Source: Jeff Marcell
Recipe added: 10/07/99
Email: Talonlock@aol.com

Very satisfying. The use of the two varieties of hops mixed well (I had my doubts). Tasted similar to Red Hook ESB, although not as sweet and a more pronounced hop aroma. Enjoyed by all who took a swig!

Specifics

Recipe type: Partial Mash
Batch Size: 5 Gal.
Starting Gravity: 1.062
Finishing Gravity: 1.016
Time in Boil: 80 min
Primary Fermentation: 7 days (plastic)
Secondary Fermentation: 8 days (glass)

Ingredients:

Procedure:

Grains were cracked and added to 1 gal of water which was steeped at 150 (F) for 30 min. The liquid was then strained and the spent grains suspended in the liquid for another 10 min. An extra 1/2 gal of water was added along with the Malt Extract and DME and brought to a rolling boil. After 10 min, 1/2 oz Tettenanger hops was added. At 10 min intervals 1/4 oz Tett. hops was added. At 65 min 1/2 oz Mt. Hood hops was added. The last 10 min Malto Dextrin was added.
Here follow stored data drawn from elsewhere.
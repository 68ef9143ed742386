//! Embedded token data.
//!
//! Token tables are embedded at compile time using `include_str!()`, so the
//! built-in vocabularies need no runtime file access. Each file is one layer;
//! a generation's table is the union of its layers, later layers winning on
//! conflicting codes.
//!
//! The layers carry a representative subset of each vocabulary. Complete
//! tables can be loaded at runtime with
//! [`load_table_from_path`](crate::tokens::load_table_from_path).

use crate::models::TokenSet;

/// One-byte tokens, Y-vars and string vars shared by every generation.
pub const TOKENS_CORE: &str = include_str!("../data/tokens/core.csv");

/// TI-83+/84+ additions: lowercase letters, archive commands, clock commands.
pub const TOKENS_TI84: &str = include_str!("../data/tokens/ti84.csv");

/// TI-84+ C Silver Edition color names.
pub const TOKENS_COLOR: &str = include_str!("../data/tokens/color.csv");

/// CE additions.
pub const TOKENS_CE: &str = include_str!("../data/tokens/ce.csv");

/// Layers making up a token set, oldest first.
#[must_use]
pub fn token_layers(set: TokenSet) -> Vec<(&'static str, &'static str)> {
    let mut layers = vec![("core.csv", TOKENS_CORE)];
    if matches!(set, TokenSet::Ti83 | TokenSet::ColorSe | TokenSet::Ce) {
        layers.push(("ti84.csv", TOKENS_TI84));
    }
    if matches!(set, TokenSet::ColorSe | TokenSet::Ce) {
        layers.push(("color.csv", TOKENS_COLOR));
    }
    if set == TokenSet::Ce {
        layers.push(("ce.csv", TOKENS_CE));
    }
    layers
}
The last 5 min I added the Irish Moss and 1/2 oz Mt. Hood hops. The wort was cooled and added to the remaining water. The yeast was pitched and left for 7 days. The beer was then transferred (with some straining) to a glass carbuoy and left for 8 days in darkness. The temp throughout fermentation in both cases was 65-68 (F).